## Work task
Would you please copy each line of the listing that mentions "body"?
----------------
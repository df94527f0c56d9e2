// src/shared/shared_structs.rs

use serde::Serialize;

/// Estrutura genérica para padronizar as respostas da API.
/// 'T' é o tipo do corpo da resposta, que pode ser opcional.
#[derive(Serialize)]
pub struct GenericResponse<T> {
    pub status: String,
    pub message: String,
    #[serde(skip_serializing_if = "Option::is_none")] // Não serializa 'body' se for None
    pub body: Option<T>,
}

impl GenericResponse<()> {
    /// Monta uma resposta de erro sem corpo.
    pub fn erro(message: &str) -> Self {
        GenericResponse {
            status: "error".to_string(),
            message: message.to_string(),
            body: None,
        }
    }
}

impl<T> GenericResponse<T> {
    /// Monta uma resposta de sucesso com corpo.
    pub fn sucesso(message: &str, body: T) -> Self {
        GenericResponse {
            status: "success".to_string(),
            message: message.to_string(),
            body: Some(body),
        }
    }
}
----------------
## Written solution
    #[serde(skip_serializing_if = "Option::is_none")] // Não serializa 'body' se for None
    pub body: Option<T>,
            body: None,
    pub fn sucesso(message: &str, body: T) -> Self {
            body: Some(body),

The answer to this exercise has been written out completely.